Development must start at the local level and it must work there.

Unfortunately, in spite of a major reform of local governments in 1976 and the infusion of huge intergovernmental financial transfers estimated at 5% of the country’s GDP, most local governments in Nigeria have not been very successful in terms of development impact—judged by their performance in health care (mostly preventive health, which included Malaria control). An example is the Barkin Ladi Local Government in Plateau State, with 11 other “success stories”, out of 774 LGUs. The main explanation for this success was strong local leadership and their engagement with local the non-governmental community and faith-based organizations. What is essential is to build a framework for co-production by local government and faith organizations, working on a pilot basis.
Taking a specific program and challenge (like malaria) could create major rallying point for inter- and intra-faith collaboration to reform and revitalize local level governance in Nigeria. This might hold the key to reforming governance in Nigeria while at the same time helping to push the malaria agenda.
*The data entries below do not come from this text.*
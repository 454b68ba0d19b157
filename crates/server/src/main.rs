//! waypost server entry point.
//!
//! Boots the HTTP listener: structured logging to stderr, layered config
//! from the environment, then the axum router over shared runtime state.

use std::net::SocketAddr;
use std::sync::Arc;

use anyhow::Result;
use tracing_subscriber::EnvFilter;

use waypost_client::{AcceptedSetConfig, AcceptedSetSource, TrustClient};
use waypost_core::AppConfig;

mod error;
mod headers;
mod routes;

/// Service name reported by the info endpoint and the OpenAPI document.
pub const SERVICE_NAME: &str = "waypost";

/// Application state shared across handlers.
#[derive(Clone)]
pub struct AppState {
    pub config: Arc<AppConfig>,
    pub accepted: Arc<AcceptedSetSource>,
    pub trust: Arc<TrustClient>,
}

impl AppState {
    /// Build runtime state from validated configuration.
    pub fn from_config(config: AppConfig) -> Result<Self, waypost_core::Error> {
        let accepted = AcceptedSetSource::new(AcceptedSetConfig {
            source_url: config.accepted_set_source_url(),
            ttl: config.accepted_set_ttl(),
            timeout: config.timeout(),
            user_agent: config.user_agent.clone(),
        })?;

        let trust = TrustClient::new(&config.trust_root_base, config.timeout(), &config.user_agent)?;

        Ok(Self { config: Arc::new(config), accepted: Arc::new(accepted), trust: Arc::new(trust) })
    }
}

#[tokio::main]
async fn main() -> Result<()> {
    tracing_subscriber::fmt()
        .with_env_filter(EnvFilter::try_from_default_env().unwrap_or_else(|_| EnvFilter::new("info")))
        .with_writer(std::io::stderr)
        .json()
        .init();

    let config = AppConfig::load()?;
    let addr = SocketAddr::from(([0, 0, 0, 0], config.port));
    let state = AppState::from_config(config)?;

    tracing::info!(
        %addr,
        trust_root = %state.config.trust_root_base,
        accepted_set = %state.config.accepted_set_source_url(),
        "starting waypost server"
    );

    let app = routes::router(state);
    let listener = tokio::net::TcpListener::bind(addr).await?;
    axum::serve(listener, app).await?;

    Ok(())
}
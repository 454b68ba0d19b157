//! Query and field normalization.
//!
//! Matching is case- and whitespace-insensitive: the same canonical form
//! is applied to the query and to every searchable field before the
//! substring test, and it is idempotent.

use crate::catalog::CatalogItem;

/// Separator between haystack segments. Keeps a query from spuriously
/// matching across a field boundary.
const FIELD_SEPARATOR: &str = " | ";

/// Canonical comparison form: lower-cased, runs of whitespace collapsed
/// to a single space, leading/trailing whitespace trimmed.
pub fn normalize(text: &str) -> String {
    text.split_whitespace().collect::<Vec<_>>().join(" ").to_lowercase()
}

/// Normalize an optional field; absent normalizes to the empty string.
pub fn normalize_opt(text: Option<&str>) -> String {
    text.map(normalize).unwrap_or_default()
}

/// Build the one normalized string an item is matched against.
///
/// Field order is fixed (title, description, url, repo, wellKnown,
/// topics, languages, kind, notes) so identical input yields identical
/// haystacks across runs.
pub fn haystack(item: &CatalogItem) -> String {
    let mut segments: Vec<String> = vec![
        normalize_opt(item.title.as_deref()),
        normalize_opt(item.description.as_deref()),
        normalize_opt(item.url.as_deref()),
        normalize_opt(item.repo.as_deref()),
        normalize_opt(item.well_known.as_deref()),
    ];
    segments.extend(item.topics.iter().map(|topic| normalize(topic)));
    segments.extend(item.languages.iter().map(|language| normalize(language)));
    segments.push(normalize_opt(item.kind.as_deref()));
    segments.push(normalize_opt(item.notes.as_deref()));
    segments.join(FIELD_SEPARATOR)
}
//! Uniform response headers.
//!
//! Every response leaves with the same caching, sniffing, and CORS
//! headers, including error responses. The browser contract is
//! GET+OPTIONS only, so preflight is answered before routing.

use axum::extract::{Request, State};
use axum::http::header::{self, HeaderValue};
use axum::http::{Method, StatusCode};
use axum::middleware::Next;
use axum::response::{IntoResponse, Response};

use crate::AppState;

const ALLOW_METHODS: &str = "GET, OPTIONS";
const ALLOW_HEADERS: &str = "content-type";

/// Short-circuit any OPTIONS request (CORS preflight included) with an
/// empty 204 before routing.
pub async fn preflight(request: Request, next: Next) -> Response {
    if request.method() == Method::OPTIONS {
        return StatusCode::NO_CONTENT.into_response();
    }
    next.run(request).await
}

/// Stamp the uniform header set onto an outgoing response.
pub async fn stamp(State(state): State<AppState>, mut response: Response) -> Response {
    let origin = HeaderValue::from_str(&state.config.cors_allow_origin)
        .unwrap_or_else(|_| HeaderValue::from_static("*"));

    let headers = response.headers_mut();
    headers.insert(header::CACHE_CONTROL, HeaderValue::from_static("no-store"));
    headers.insert(header::X_CONTENT_TYPE_OPTIONS, HeaderValue::from_static("nosniff"));
    headers.insert(header::ACCESS_CONTROL_ALLOW_ORIGIN, origin);
    headers.insert(header::ACCESS_CONTROL_ALLOW_METHODS, HeaderValue::from_static(ALLOW_METHODS));
    headers.insert(header::ACCESS_CONTROL_ALLOW_HEADERS, HeaderValue::from_static(ALLOW_HEADERS));
    response
}
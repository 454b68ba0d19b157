//! Accepted-set source with a freshness-window cache.
//!
//! One instance per process owns the cached catalog. Within the freshness
//! window every caller gets the cached snapshot without touching the
//! network; after expiry the next caller refreshes. A completed fetch
//! attempt of any outcome (including a hard failure) holds for a full
//! window. Callers racing an expired window may each refresh — the cached
//! value is replaced wholesale, so the worst case is a redundant fetch,
//! never a torn set.

use chrono::{DateTime, Utc};
use reqwest::Client;
use std::sync::Arc;
use std::time::{Duration, Instant};
use tokio::sync::RwLock;
use waypost_core::Error;
use waypost_core::catalog::{AcceptedSet, INVALID_SHAPE_NOTE};

/// Diagnostic note when the upstream cannot be reached at all.
pub const UNREACHABLE_NOTE: &str = "upstream_unreachable";

/// Configuration for the accepted-set source.
#[derive(Debug, Clone)]
pub struct AcceptedSetConfig {
    /// URL of the accepted-set JSON document.
    pub source_url: String,

    /// Freshness window. A completed fetch attempt (success or failure)
    /// is served from memory for this long.
    pub ttl: Duration,

    /// Per-request timeout.
    pub timeout: Duration,

    /// User-Agent string for upstream requests.
    pub user_agent: String,
}

/// The cached set handed to callers, plus when it was fetched.
#[derive(Debug, Clone)]
pub struct SetSnapshot {
    pub set: Arc<AcceptedSet>,
    pub fetched_at: DateTime<Utc>,
}

/// Cached accepted-set entry with its fetch times.
struct CachedSet {
    set: Arc<AcceptedSet>,
    fetched_at: Instant,
    fetched_at_utc: DateTime<Utc>,
}

impl CachedSet {
    fn is_expired(&self, ttl: Duration) -> bool {
        self.fetched_at.elapsed() > ttl
    }

    fn snapshot(&self) -> SetSnapshot {
        SetSnapshot { set: Arc::clone(&self.set), fetched_at: self.fetched_at_utc }
    }
}

/// Process-wide accepted-set source.
pub struct AcceptedSetSource {
    http: Client,
    config: AcceptedSetConfig,
    cache: RwLock<Option<CachedSet>>,
}

impl AcceptedSetSource {
    /// Create a source. Fails only if the HTTP client cannot be built.
    pub fn new(config: AcceptedSetConfig) -> Result<Self, Error> {
        let http = Client::builder()
            .user_agent(&config.user_agent)
            .timeout(config.timeout)
            .use_rustls_tls()
            .build()
            .map_err(|e| Error::ClientBuild(e.to_string()))?;

        Ok(Self { http, config, cache: RwLock::new(None) })
    }

    /// Current accepted set.
    ///
    /// Never fails: upstream trouble degrades to a fallback set with a
    /// diagnostic note, cached like any other refresh outcome.
    pub async fn current(&self) -> SetSnapshot {
        {
            let cache = self.cache.read().await;
            if let Some(cached) = cache.as_ref()
                && !cached.is_expired(self.config.ttl)
            {
                tracing::debug!(items = cached.set.items.len(), "accepted-set cache hit");
                return cached.snapshot();
            }
        }

        let set = Arc::new(self.refresh().await);
        let cached = CachedSet { set, fetched_at: Instant::now(), fetched_at_utc: Utc::now() };
        let snapshot = cached.snapshot();
        *self.cache.write().await = Some(cached);
        snapshot
    }

    /// One upstream fetch, classified into a structurally valid set.
    async fn refresh(&self) -> AcceptedSet {
        let request = self
            .http
            .get(&self.config.source_url)
            .header("Accept", "application/json");

        let response = match request.send().await {
            Ok(response) => response,
            Err(e) => {
                tracing::warn!(error = %e, url = %self.config.source_url, "accepted-set fetch failed");
                return AcceptedSet::fallback(UNREACHABLE_NOTE);
            }
        };

        let status = response.status();
        if !status.is_success() {
            tracing::warn!(status = status.as_u16(), "accepted-set upstream returned an error status");
            return AcceptedSet::fallback(format!("upstream_fetch_failed:{}", status.as_u16()));
        }

        match response.json::<serde_json::Value>().await {
            Ok(value) => AcceptedSet::from_upstream(value),
            Err(e) => {
                tracing::warn!(error = %e, "accepted-set body was not valid json");
                AcceptedSet::fallback(INVALID_SHAPE_NOTE)
            }
        }
    }
}
//! Substring search over the accepted set.
//!
//! The executor is a linear scan: every item's haystack is tested for the
//! normalized query as a contiguous substring. Matches keep upstream
//! order (first-come order is the tie-break; there is no relevance
//! ranking) and are truncated to the effective limit.

pub mod normalize;

pub use normalize::{haystack, normalize, normalize_opt};

use chrono::{DateTime, SecondsFormat, Utc};
use schemars::JsonSchema;
use serde::Serialize;

use crate::catalog::{AcceptedSet, CatalogItem};

/// Smallest accepted `limit` value.
pub const MIN_LIMIT: usize = 1;

/// Largest accepted `limit` value.
pub const MAX_LIMIT: usize = 50;

/// Limit used when the caller sends none, or sends something non-numeric.
pub const DEFAULT_LIMIT: usize = 10;

/// Title used when an item carries none.
const UNTITLED: &str = "(untitled)";

/// Resolve the caller-supplied `limit` parameter.
///
/// Numeric values are clamped to `[MIN_LIMIT, MAX_LIMIT]`; absent or
/// non-numeric values fall back to [`DEFAULT_LIMIT`] rather than being
/// rejected.
pub fn effective_limit(raw: Option<&str>) -> usize {
    match raw.map(str::trim).and_then(|value| value.parse::<i64>().ok()) {
        Some(value) => value.clamp(MIN_LIMIT as i64, MAX_LIMIT as i64) as usize,
        None => DEFAULT_LIMIT,
    }
}

/// One shaped search result.
///
/// Every field is always present so the response shape is uniform across
/// results; absent upstream values surface as defaults, not omissions.
#[derive(Debug, Clone, Serialize, JsonSchema)]
#[serde(rename_all = "camelCase")]
pub struct SearchHit {
    pub title: String,
    pub url: String,
    pub description: String,
    pub kind: Option<String>,
    pub repo: Option<String>,
    pub well_known: Option<String>,
    pub timestamp: Option<String>,
    pub topics: Vec<String>,
    pub languages: Vec<String>,
}

impl SearchHit {
    fn from_item(item: &CatalogItem) -> Self {
        Self {
            title: item.title.clone().unwrap_or_else(|| UNTITLED.to_string()),
            url: item.url.clone().unwrap_or_default(),
            description: item.description.clone().unwrap_or_default(),
            kind: item.kind.clone(),
            repo: item.repo.clone(),
            well_known: item.well_known.clone(),
            timestamp: item.timestamp.clone(),
            topics: item.topics.clone(),
            languages: item.languages.clone(),
        }
    }
}

/// The search response envelope.
#[derive(Debug, Clone, Serialize, JsonSchema)]
#[serde(rename_all = "camelCase")]
pub struct SearchEnvelope {
    pub ok: bool,
    /// The query as the caller sent it.
    pub query: String,
    /// URL the accepted set is fetched from.
    pub source: String,
    /// Item count of the whole cached set.
    pub total: usize,
    /// Number of results returned (after truncation).
    pub hits: usize,
    /// Effective limit used.
    pub limit: usize,
    pub results: Vec<SearchHit>,
    /// When the cached set was fetched (RFC 3339).
    pub fetched_at: String,
    /// Upstream document timestamp, passed through when present.
    #[serde(skip_serializing_if = "Option::is_none")]
    pub updated_at: Option<String>,
    /// Diagnostic note from the cache layer, when any.
    #[serde(skip_serializing_if = "Option::is_none")]
    pub note: Option<String>,
}

/// Run a search over one accepted-set snapshot.
///
/// A trimmed-empty query returns no results but still reports the totals
/// and cache metadata callers use to introspect cache state. When the
/// catalog is empty and the cache layer left no note of its own,
/// `empty_catalog_note` is surfaced instead.
pub fn execute(
    set: &AcceptedSet, query: &str, limit: usize, source: &str, fetched_at: DateTime<Utc>, empty_catalog_note: &str,
) -> SearchEnvelope {
    let needle = normalize(query);
    let total = set.items.len();

    let results: Vec<SearchHit> = if needle.is_empty() {
        Vec::new()
    } else {
        set.items
            .iter()
            .filter(|item| haystack(item).contains(&needle))
            .take(limit)
            .map(SearchHit::from_item)
            .collect()
    };

    let note = set
        .note
        .clone()
        .or_else(|| (total == 0).then(|| empty_catalog_note.to_string()));

    tracing::debug!(total, hits = results.len(), limit, "search executed");

    SearchEnvelope {
        ok: true,
        query: query.to_string(),
        source: source.to_string(),
        total,
        hits: results.len(),
        limit,
        results,
        fetched_at: fetched_at.to_rfc3339_opts(SecondsFormat::Secs, true),
        updated_at: set.updated_at.clone(),
        note,
    }
}

#[cfg(test)]
mod tests {
    use super::*;

    fn item(title: &str, description: &str, topics: &[&str]) -> CatalogItem {
        CatalogItem {
            title: Some(title.into()),
            description: Some(description.into()),
            topics: topics.iter().map(|t| (*t).to_string()).collect(),
            ..Default::default()
        }
    }

    fn set_of(items: Vec<CatalogItem>) -> AcceptedSet {
        AcceptedSet { items, ..Default::default() }
    }

    fn run(set: &AcceptedSet, query: &str, limit: usize) -> SearchEnvelope {
        execute(set, query, limit, "https://trust.example.org/catalog.json", Utc::now(), "Search index not enabled.")
    }

    #[test]
    fn test_effective_limit_default_and_clamp() {
        assert_eq!(effective_limit(None), 10);
        assert_eq!(effective_limit(Some("abc")), 10);
        assert_eq!(effective_limit(Some("")), 10);
        assert_eq!(effective_limit(Some("7.5")), 10);
        assert_eq!(effective_limit(Some("5")), 5);
        assert_eq!(effective_limit(Some(" 5 ")), 5);
        assert_eq!(effective_limit(Some("0")), 1);
        assert_eq!(effective_limit(Some("-3")), 1);
        assert_eq!(effective_limit(Some("999")), 50);
    }

    #[test]
    fn test_single_item_scenario() {
        let set = set_of(vec![item("Feedrunner Crawler", "indexes feeds", &["search"])]);

        let found = run(&set, "FEEDS", 5);
        assert_eq!(found.hits, 1);
        assert_eq!(found.total, 1);
        assert_eq!(found.limit, 5);
        assert_eq!(found.results[0].title, "Feedrunner Crawler");

        let missed = run(&set, "nomatch", 5);
        assert_eq!(missed.hits, 0);
        assert!(missed.results.is_empty());
        assert_eq!(missed.total, 1);
    }

    #[test]
    fn test_empty_query_reports_metadata_only() {
        let set = AcceptedSet {
            items: vec![item("A", "a", &[]), item("B", "b", &[])],
            updated_at: Some("2026-05-01T12:00:00Z".into()),
            ..Default::default()
        };

        for query in ["", "   ", "\t\n"] {
            let envelope = run(&set, query, 10);
            assert_eq!(envelope.hits, 0);
            assert!(envelope.results.is_empty());
            assert_eq!(envelope.total, 2);
            assert_eq!(envelope.updated_at.as_deref(), Some("2026-05-01T12:00:00Z"));
        }
    }

    #[test]
    fn test_results_keep_upstream_order() {
        let set = set_of(vec![
            item("first match", "x", &[]),
            item("no", "y", &[]),
            item("second match", "z", &[]),
            item("third match", "w", &[]),
        ]);

        let envelope = run(&set, "match", 10);
        let titles: Vec<&str> = envelope.results.iter().map(|r| r.title.as_str()).collect();
        assert_eq!(titles, ["first match", "second match", "third match"]);
    }

    #[test]
    fn test_truncation_to_limit() {
        let items: Vec<CatalogItem> = (0..20).map(|i| item(&format!("entry {i}"), "match me", &[])).collect();
        let set = set_of(items);

        let envelope = run(&set, "match me", 3);
        assert_eq!(envelope.hits, 3);
        assert_eq!(envelope.total, 20);
        assert_eq!(envelope.results[0].title, "entry 0");
        assert_eq!(envelope.results[2].title, "entry 2");
    }

    #[test]
    fn test_matching_is_case_and_whitespace_insensitive() {
        let set = set_of(vec![item("Wide   Gauge Scanner", "", &[])]);

        assert_eq!(run(&set, "wide gauge", 10).hits, 1);
        assert_eq!(run(&set, "  WIDE   GAUGE  ", 10).hits, 1);
    }

    #[test]
    fn test_query_does_not_match_across_fields() {
        let set = set_of(vec![item("alpha", "beta", &[])]);
        assert_eq!(run(&set, "alpha beta", 10).hits, 0);
        assert_eq!(run(&set, "alpha", 10).hits, 1);
    }

    #[test]
    fn test_hit_shape_defaults() {
        let set = set_of(vec![CatalogItem { description: Some("only description".into()), ..Default::default() }]);

        let envelope = run(&set, "only description", 10);
        let hit = &envelope.results[0];
        assert_eq!(hit.title, "(untitled)");
        assert_eq!(hit.url, "");
        assert_eq!(hit.description, "only description");
        assert!(hit.kind.is_none());
        assert!(hit.repo.is_none());
        assert!(hit.well_known.is_none());
        assert!(hit.timestamp.is_none());
        assert!(hit.topics.is_empty());
        assert!(hit.languages.is_empty());
    }

    #[test]
    fn test_fallback_note_passes_through() {
        let set = AcceptedSet::fallback("upstream_fetch_failed:500");
        let envelope = run(&set, "anything", 10);
        assert_eq!(envelope.total, 0);
        assert_eq!(envelope.hits, 0);
        assert_eq!(envelope.note.as_deref(), Some("upstream_fetch_failed:500"));
    }

    #[test]
    fn test_empty_catalog_surfaces_not_ready_note() {
        let envelope = run(&set_of(Vec::new()), "", 10);
        assert_eq!(envelope.note.as_deref(), Some("Search index not enabled."));
    }

    #[test]
    fn test_populated_catalog_has_no_note() {
        let envelope = run(&set_of(vec![item("A", "a", &[])]), "a", 10);
        assert!(envelope.note.is_none());
    }
}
Nigerian local governments receive huge sums of money in the form of transfers, but most of these are stolen or mismanaged, rarely used for development initiatives. In the past, especially under military rule, local governments could be (and were) held to account by the national government, and this led to some commendable developmental impact. With the advent of democracy, the courts have ruled that local governments are constitutionally independent entities (which they are); but, paradoxically, this has served to weaken accountability and responsible governance at that level. By enhancing the capacity of faith based organizations to hold communities to account, we would go a long way to enhancing the capacity for performance at the local level both of the government and of FBOs.

We must ask how faith organizations in Nigeria are engaging with the governance challenge. A practical, pilot program that brings parties together within an articulated governance framework might help to provide a robust answer to this question, building from below and orchestrating from above at the national level.